Termo de consentimento só protege se for compreensível. Saiba por que documentos confusos podem comprometer sua defesa médica.
> “Durante uma audiência, o juiz perguntou: ‘Mas doutor, o paciente entendeu isso aqui?’” >
Um documento pode ser sua melhor defesa — ou sua maior vulnerabilidade.
Você utiliza um termo de consentimento antes de realizar procedimentos? Ótimo. Mas responda com sinceridade: seu paciente realmente entende o que está lendo e assinando?
Nos litígios médicos, o termo de consentimento é frequentemente analisado com lupa. E mais do que sua existência, o que importa é a clareza e a efetividade comunicativa.
Por que termos genéricos ou “juridiquês” podem comprometer sua defesa?

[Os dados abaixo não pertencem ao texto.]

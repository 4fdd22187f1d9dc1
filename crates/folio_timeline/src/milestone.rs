use std::collections::HashSet;
use std::fs;
use std::path::Path;

use chrono::NaiveDate;
use serde::{Deserialize, Serialize};
use tracing::debug;

use crate::TimelineError;

/// Declared state of a milestone. Progress ignores it; only dates count.
#[derive(Clone, Copy, Debug, Hash, Eq, PartialEq, Serialize, Deserialize)]
#[serde(rename_all = "lowercase")]
pub enum MilestoneStatus {
    Completed,
    Planned,
}

/// One certification or training event.
#[derive(Clone, Debug, PartialEq, Eq, Serialize, Deserialize)]
pub struct Milestone {
    pub id: u32,
    pub title: String,
    pub institution: String,
    /// Day precision, `YYYY-MM-DD` on the wire.
    pub date: NaiveDate,
    pub status: MilestoneStatus,
    pub description: String,
}

/// Wire shape: `{ "timeline": [ ... ] }`.
#[derive(Deserialize)]
struct TimelineDocument {
    timeline: Vec<Milestone>,
}

/// A validated, unordered milestone collection.
#[derive(Clone, Debug, Default, PartialEq, Eq)]
pub struct Timeline {
    milestones: Vec<Milestone>,
}

impl Timeline {
    /// Wrap milestones, rejecting duplicate ids.
    pub fn new(milestones: Vec<Milestone>) -> Result<Self, TimelineError> {
        let mut seen = HashSet::with_capacity(milestones.len());
        for m in &milestones {
            if !seen.insert(m.id) {
                return Err(TimelineError::DuplicateId(m.id));
            }
        }
        Ok(Self { milestones })
    }

    pub fn from_json(src: &str) -> Result<Self, TimelineError> {
        let doc: TimelineDocument = serde_json::from_str(src)?;
        Self::new(doc.timeline)
    }

    pub fn load(path: &Path) -> Result<Self, TimelineError> {
        let src = fs::read_to_string(path).map_err(|source| TimelineError::Io {
            path: path.to_path_buf(),
            source,
        })?;
        let timeline = Self::from_json(&src)?;
        debug!(
            "loaded {} milestones from {}",
            timeline.len(),
            path.display()
        );
        Ok(timeline)
    }

    pub fn milestones(&self) -> &[Milestone] {
        &self.milestones
    }

    pub fn len(&self) -> usize {
        self.milestones.len()
    }

    pub fn is_empty(&self) -> bool {
        self.milestones.is_empty()
    }
}

#[cfg(test)]
mod tests {
    use super::*;
    use pretty_assertions::assert_eq;

    const DOC: &str = r#"{
        "timeline": [
            {
                "id": 1,
                "title": "AWS Cloud Practitioner",
                "institution": "Amazon Web Services",
                "date": "2023-03-15",
                "status": "completed",
                "description": "Cloud fundamentals"
            },
            {
                "id": 2,
                "title": "Kubernetes Administrator",
                "institution": "CNCF",
                "date": "2026-11-01",
                "status": "planned",
                "description": "Cluster operations"
            }
        ]
    }"#;

    #[test]
    fn parses_document() {
        let t = Timeline::from_json(DOC).unwrap();
        assert_eq!(t.len(), 2);
        let first = &t.milestones()[0];
        assert_eq!(first.date, NaiveDate::from_ymd_opt(2023, 3, 15).unwrap());
        assert_eq!(first.status, MilestoneStatus::Completed);
        assert_eq!(t.milestones()[1].status, MilestoneStatus::Planned);
    }

    #[test]
    fn empty_document_is_valid() {
        assert!(Timeline::from_json(r#"{"timeline": []}"#).unwrap().is_empty());
    }

    #[test]
    fn rejects_unknown_status_and_bad_dates() {
        let bad_status = DOC.replace("\"planned\"", "\"someday\"");
        assert!(matches!(
            Timeline::from_json(&bad_status),
            Err(TimelineError::Json(_))
        ));

        let bad_date = DOC.replace("2023-03-15", "15/03/2023");
        assert!(matches!(
            Timeline::from_json(&bad_date),
            Err(TimelineError::Json(_))
        ));
    }

    #[test]
    fn rejects_missing_timeline_field() {
        assert!(matches!(
            Timeline::from_json(r#"{"items": []}"#),
            Err(TimelineError::Json(_))
        ));
    }

    #[test]
    fn rejects_duplicate_ids() {
        let dup = DOC.replace("\"id\": 2", "\"id\": 1");
        assert!(matches!(
            Timeline::from_json(&dup),
            Err(TimelineError::DuplicateId(1))
        ));
    }
}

Na prática forense, é comum vermos termos de consentimento:
- Copiados de modelos genéricos de hospitais;
- Com linguagem técnica ou jurídica excessiva;
- Tão longos e confusos que o paciente apenas assina — sem entender.
Quando isso acontece, não adianta dizer que o paciente assinou. O foco passa a ser: ele entendeu?
Se o termo for confuso, genérico ou cheio de jargões, e não houver registro de explicação clara, isso pode ser interpretado como falha no dever de informação — e comprometer sua defesa, mesmo que a conduta técnica tenha sido correta.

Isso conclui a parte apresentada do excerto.